• Problem to work on:
The entries below should be output exactly as written.
= = = =
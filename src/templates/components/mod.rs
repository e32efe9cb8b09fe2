use crate::domain::filter::{FilterCriteria, PRICE_BUCKETS};
use crate::domain::listing::{Listing, PROPERTY_TYPES};
use maud::{html, Markup};

pub fn button(label: &str) -> Markup {
    html! {
        button type="submit" class="btn" { (label) }
    }
}

pub fn card(title: &str, body: Markup) -> Markup {
    html! {
        div class="card" {
            h2 { (title) }
            div class="card-body" {
                (body)
            }
        }
    }
}

pub fn listing_card(listing: &Listing, liked: bool) -> Markup {
    card(
        &listing.title,
        html! {
            p class="location" { (listing.location) }
            p class="price" { strong { (listing.display_price()) } " / month" }
            ul class="specs" {
                li { (listing.beds) " beds" }
                li { (listing.baths) " baths" }
                li { (listing.sqft) " sqft" }
            }
            a href=(format!("/listings/{}", listing.id)) class="details" { "View details" }
            (like_button(listing, liked))
        },
    )
}

pub fn like_button(listing: &Listing, liked: bool) -> Markup {
    html! {
        form method="post" action=(format!("/likes/{}", listing.id)) {
            @if liked {
                button type="submit" class="btn like liked" aria-pressed="true" { "♥ Liked" }
            } @else {
                button type="submit" class="btn like" aria-pressed="false" { "♡ Like" }
            }
        }
    }
}

pub fn filter_form(criteria: &FilterCriteria) -> Markup {
    let selected_type = criteria.property_type.map(|t| t.as_str()).unwrap_or("");
    let selected_price = criteria.price_range.token();

    html! {
        form
            method="get"
            action="/listings"
            class="filters"
            hx-get="/listings/results"
            hx-target="#results"
            hx-swap="innerHTML"
            hx-push-url="true"
            hx-trigger="input changed delay:300ms from:input, change from:select"
        {
            label for="location" class="sr-only" { "Location" }
            input
                type="text"
                id="location"
                name="location"
                placeholder="Search by location"
                value=(criteria.location);

            label for="type" class="sr-only" { "Property type" }
            select id="type" name="type" {
                option value="" selected[selected_type.is_empty()] { "All types" }
                @for t in PROPERTY_TYPES {
                    option value=(t.as_str()) selected[selected_type == t.as_str()] { (t.as_str()) }
                }
            }

            label for="price" class="sr-only" { "Price range" }
            select id="price" name="price" {
                @for (label, token) in PRICE_BUCKETS {
                    option value=(token) selected[selected_price == token] { (label) }
                }
            }

            (button("Search"))

            @if !criteria.is_empty() {
                a href="/" class="clear-filters" { "Clear filters" }
            }
        }
    }
}
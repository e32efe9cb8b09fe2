// src/tests/router_tests/listings_tests.rs

use crate::errors::ServerError;
use crate::responses::error_to_response;
use crate::router::handle;
use crate::tests::utils::{body_string, init_test_state};
use astra::Body;
use http::{Method, Request};

fn get(uri: &str) -> Request<Body> {
    Request::builder()
        .method(Method::GET)
        .uri(uri)
        .body(Body::empty())
        .unwrap()
}

fn htmx_get(uri: &str) -> Request<Body> {
    Request::builder()
        .method(Method::GET)
        .uri(uri)
        .header("HX-Request", "true")
        .body(Body::empty())
        .unwrap()
}

#[test]
fn home_shows_every_listing_without_filters() {
    let state = init_test_state();

    let resp = handle(get("/"), &state).expect("Handler failed");
    assert_eq!(resp.status(), 200);

    let body = body_string(resp);
    assert!(body.contains("Find your next home"));
    assert!(body.contains("Showing <strong>12</strong> listings"));
    assert!(body.contains("Kitengela, Kajiado"));
}

#[test]
fn location_query_filters_listings() {
    let state = init_test_state();

    let resp = handle(get("/listings?location=nairobi&type=&price="), &state).expect("Handler failed");
    let body = body_string(resp);

    assert!(body.contains("Showing <strong>4</strong> listings"));
    assert!(!body.contains("Mlolongo, Machakos"));
    // the search box keeps what the user typed
    assert!(body.contains(r#"value="nairobi""#));
}

#[test]
fn encoded_query_values_are_decoded() {
    let state = init_test_state();

    let resp = handle(get("/listings?location=Kibera%2C+Nairobi"), &state).expect("Handler failed");
    assert!(body_string(resp).contains("Showing <strong>4</strong> listings"));
}

#[test]
fn results_fragment_has_no_layout() {
    let state = init_test_state();

    let resp = handle(htmx_get("/listings/results?type=Apartment"), &state).expect("Handler failed");
    assert_eq!(resp.status(), 200);

    let body = body_string(resp);
    assert!(body.contains("Showing <strong>3</strong> listings"));
    assert!(!body.contains("<html"));
}

#[test]
fn reloading_a_pushed_results_url_gets_the_full_page() {
    let state = init_test_state();

    let resp = handle(get("/listings/results?type=Apartment"), &state).expect("Handler failed");
    let body = body_string(resp);
    assert!(body.contains("<html"));
    assert!(body.contains("Find your next home"));
    assert!(body.contains("Showing <strong>3</strong> listings"));
    assert!(body.contains("Clear filters"));
}

#[test]
fn filter_form_pushes_its_url() {
    let state = init_test_state();

    let body = body_string(handle(get("/"), &state).expect("Handler failed"));
    assert!(body.contains(r#"hx-push-url="true""#));
    assert!(!body.contains("Clear filters"));
    assert!(body.contains(r#"<option value="3000+">3000+</option>"#));
}

#[test]
fn price_bucket_with_no_matches_shows_empty_state() {
    let state = init_test_state();

    let resp = handle(htmx_get("/listings/results?price=1000-2000"), &state).expect("Handler failed");
    let body = body_string(resp);
    assert!(body.contains("Showing <strong>0</strong> listings"));
    assert!(body.contains("No listings match your search."));
}

#[test]
fn open_ended_bucket_keeps_everything() {
    let state = init_test_state();

    let resp = handle(htmx_get("/listings/results?price=3000%2B"), &state).expect("Handler failed");
    assert!(body_string(resp).contains("Showing <strong>12</strong> listings"));
}

#[test]
fn malformed_price_token_is_bad_request() {
    let state = init_test_state();

    match handle(get("/listings?price=cheap"), &state) {
        Err(err @ ServerError::BadRequest(_)) => {
            assert!(err.to_string().contains("cheap"));
            assert_eq!(error_to_response(err).status(), 400);
        }
        Err(other) => panic!("expected BadRequest, got {other:?}"),
        Ok(resp) => panic!("expected BadRequest, got status {}", resp.status()),
    }
}

#[test]
fn unknown_property_type_is_bad_request() {
    let state = init_test_state();

    let result = handle(get("/listings?type=apartment"), &state);
    assert!(matches!(result, Err(ServerError::BadRequest(_))));
}

#[test]
fn listing_detail_page_shows_listing() {
    let state = init_test_state();

    let resp = handle(get("/listings/3"), &state).expect("Handler failed");
    assert_eq!(resp.status(), 200);

    let body = body_string(resp);
    assert!(body.contains("<h1>Apartment</h1>"));
    assert!(body.contains("Ksh6000"));
    assert!(body.contains("Mlolongo, Machakos"));
    assert!(body.contains("Back to Listings"));
    assert!(body.contains(r#"action="/likes/3""#));
}

#[test]
fn cards_link_to_detail_page() {
    let state = init_test_state();

    let body = body_string(handle(get("/"), &state).expect("Handler failed"));
    assert!(body.contains(r#"href="/listings/12""#));
}

#[test]
fn missing_listing_detail_is_not_found() {
    let state = init_test_state();

    assert!(matches!(handle(get("/listings/13"), &state), Err(ServerError::NotFound)));
    assert!(matches!(handle(get("/listings/0"), &state), Err(ServerError::NotFound)));
}

#[test]
fn non_numeric_listing_id_is_bad_request() {
    let state = init_test_state();

    assert!(matches!(handle(get("/listings/abc"), &state), Err(ServerError::BadRequest(_))));
    assert!(matches!(handle(get("/listings/+3"), &state), Err(ServerError::BadRequest(_))));
}

#[test]
fn unknown_route_is_not_found() {
    let state = init_test_state();

    let result = handle(get("/admin"), &state);
    assert!(matches!(result, Err(ServerError::NotFound)));
    assert_eq!(error_to_response(ServerError::NotFound).status(), 404);
}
= = = =
• Answer for the task:
filename src/templates/components/mod.rs
repository e32efe9cb8b09fe2
use crate::domain::filter::{FilterCriteria, PRICE_BUCKETS};
use crate::domain::listing::{Listing, PROPERTY_TYPES};
use maud::{html, Markup};

pub fn button(label: &str) -> Markup {
    html! {
        button type="submit" class="btn" { (label) }
    }
}

pub fn card(title: &str, body: Markup) -> Markup {
    html! {
        div class="card" {
            h2 { (title) }
            div class="card-body" {
                (body)
            }
        }
    }
}

pub fn listing_card(listing: &Listing, liked: bool) -> Markup {
    card(
        &listing.title,
        html! {
            p class="location" { (listing.location) }
            p class="price" { strong { (listing.display_price()) } " / month" }
            ul class="specs" {
                li { (listing.beds) " beds" }
                li { (listing.baths) " baths" }
                li { (listing.sqft) " sqft" }
            }
            a href=(format!("/listings/{}", listing.id)) class="details" { "View details" }
            (like_button(listing, liked))
        },
    )
}

pub fn like_button(listing: &Listing, liked: bool) -> Markup {
    html! {
        form method="post" action=(format!("/likes/{}", listing.id)) {
            @if liked {
                button type="submit" class="btn like liked" aria-pressed="true" { "♥ Liked" }
            } @else {
                button type="submit" class="btn like" aria-pressed="false" { "♡ Like" }
            }
        }
    }
}

pub fn filter_form(criteria: &FilterCriteria) -> Markup {
    let selected_type = criteria.property_type.map(|t| t.as_str()).unwrap_or("");
    let selected_price = criteria.price_range.token();

    html! {
        form
            method="get"
            action="/listings"
            class="filters"
            hx-get="/listings/results"
            hx-target="#results"
            hx-swap="innerHTML"
            hx-push-url="true"
            hx-trigger="input changed delay:300ms from:input, change from:select"
        {
            label for="location" class="sr-only" { "Location" }
            input
                type="text"
                id="location"
                name="location"
                placeholder="Search by location"
                value=(criteria.location);

            label for="type" class="sr-only" { "Property type" }
            select id="type" name="type" {
                option value="" selected[selected_type.is_empty()] { "All types" }
                @for t in PROPERTY_TYPES {
                    option value=(t.as_str()) selected[selected_type == t.as_str()] { (t.as_str()) }
                }
            }

            label for="price" class="sr-only" { "Price range" }
            select id="price" name="price" {
                @for (label, token) in PRICE_BUCKETS {
                    option value=(token) selected[selected_price == token] { (label) }
                }
            }

            (button("Search"))

            @if !criteria.is_empty() {
                a href="/" class="clear-filters" { "Clear filters" }
            }
        }
    }
}
repository e32efe9cb8b09fe2
// src/tests/router_tests/listings_tests.rs

use crate::errors::ServerError;
use crate::responses::error_to_response;
use crate::router::handle;
use crate::tests::utils::{body_string, init_test_state};
use astra::Body;
use http::{Method, Request};

fn get(uri: &str) -> Request<Body> {
    Request::builder()
        .method(Method::GET)
        .uri(uri)
        .body(Body::empty())
        .unwrap()
}

fn htmx_get(uri: &str) -> Request<Body> {
    Request::builder()
        .method(Method::GET)
        .uri(uri)
        .header("HX-Request", "true")
        .body(Body::empty())
        .unwrap()
}

#[test]
fn home_shows_every_listing_without_filters() {
    let state = init_test_state();

    let resp = handle(get("/"), &state).expect("Handler failed");
    assert_eq!(resp.status(), 200);

    let body = body_string(resp);
    assert!(body.contains("Find your next home"));
    assert!(body.contains("Showing <strong>12</strong> listings"));
    assert!(body.contains("Kitengela, Kajiado"));
}

#[test]
fn location_query_filters_listings() {
    let state = init_test_state();

    let resp = handle(get("/listings?location=nairobi&type=&price="), &state).expect("Handler failed");
    let body = body_string(resp);

    assert!(body.contains("Showing <strong>4</strong> listings"));
    assert!(!body.contains("Mlolongo, Machakos"));
    // the search box keeps what the user typed
    assert!(body.contains(r#"value="nairobi""#));
}

#[test]
fn encoded_query_values_are_decoded() {
    let state = init_test_state();

    let resp = handle(get("/listings?location=Kibera%2C+Nairobi"), &state).expect("Handler failed");
    assert!(body_string(resp).contains("Showing <strong>4</strong> listings"));
}

#[test]
fn results_fragment_has_no_layout() {
    let state = init_test_state();

    let resp = handle(htmx_get("/listings/results?type=Apartment"), &state).expect("Handler failed");
    assert_eq!(resp.status(), 200);

    let body = body_string(resp);
    assert!(body.contains("Showing <strong>3</strong> listings"));
    assert!(!body.contains("<html"));
}

#[test]
fn reloading_a_pushed_results_url_gets_the_full_page() {
    let state = init_test_state();

    let resp = handle(get("/listings/results?type=Apartment"), &state).expect("Handler failed");
    let body = body_string(resp);
    assert!(body.contains("<html"));
    assert!(body.contains("Find your next home"));
    assert!(body.contains("Showing <strong>3</strong> listings"));
    assert!(body.contains("Clear filters"));
}

#[test]
fn filter_form_pushes_its_url() {
    let state = init_test_state();

    let body = body_string(handle(get("/"), &state).expect("Handler failed"));
    assert!(body.contains(r#"hx-push-url="true""#));
    assert!(!body.contains("Clear filters"));
    assert!(body.contains(r#"<option value="3000+">3000+</option>"#));
}

#[test]
fn price_bucket_with_no_matches_shows_empty_state() {
    let state = init_test_state();

    let resp = handle(htmx_get("/listings/results?price=1000-2000"), &state).expect("Handler failed");
    let body = body_string(resp);
    assert!(body.contains("Showing <strong>0</strong> listings"));
    assert!(body.contains("No listings match your search."));
}

#[test]
fn open_ended_bucket_keeps_everything() {
    let state = init_test_state();

    let resp = handle(htmx_get("/listings/results?price=3000%2B"), &state).expect("Handler failed");
    assert!(body_string(resp).contains("Showing <strong>12</strong> listings"));
}

#[test]
fn malformed_price_token_is_bad_request() {
    let state = init_test_state();

    match handle(get("/listings?price=cheap"), &state) {
        Err(err @ ServerError::BadRequest(_)) => {
            assert!(err.to_string().contains("cheap"));
            assert_eq!(error_to_response(err).status(), 400);
        }
        Err(other) => panic!("expected BadRequest, got {other:?}"),
        Ok(resp) => panic!("expected BadRequest, got status {}", resp.status()),
    }
}

#[test]
fn unknown_property_type_is_bad_request() {
    let state = init_test_state();

    let result = handle(get("/listings?type=apartment"), &state);
    assert!(matches!(result, Err(ServerError::BadRequest(_))));
}

#[test]
fn listing_detail_page_shows_listing() {
    let state = init_test_state();

    let resp = handle(get("/listings/3"), &state).expect("Handler failed");
    assert_eq!(resp.status(), 200);

    let body = body_string(resp);
    assert!(body.contains("<h1>Apartment</h1>"));
    assert!(body.contains("Ksh6000"));
    assert!(body.contains("Mlolongo, Machakos"));
    assert!(body.contains("Back to Listings"));
    assert!(body.contains(r#"action="/likes/3""#));
}

#[test]
fn cards_link_to_detail_page() {
    let state = init_test_state();

    let body = body_string(handle(get("/"), &state).expect("Handler failed"));
    assert!(body.contains(r#"href="/listings/12""#));
}

#[test]
fn missing_listing_detail_is_not_found() {
    let state = init_test_state();

    assert!(matches!(handle(get("/listings/13"), &state), Err(ServerError::NotFound)));
    assert!(matches!(handle(get("/listings/0"), &state), Err(ServerError::NotFound)));
}

#[test]
fn non_numeric_listing_id_is_bad_request() {
    let state = init_test_state();

    assert!(matches!(handle(get("/listings/abc"), &state), Err(ServerError::BadRequest(_))));
    assert!(matches!(handle(get("/listings/+3"), &state), Err(ServerError::BadRequest(_))));
}

#[test]
fn unknown_route_is_not_found() {
    let state = init_test_state();

    let result = handle(get("/admin"), &state);
    assert!(matches!(result, Err(ServerError::NotFound)));
    assert_eq!(error_to_response(ServerError::NotFound).status(), 404);
}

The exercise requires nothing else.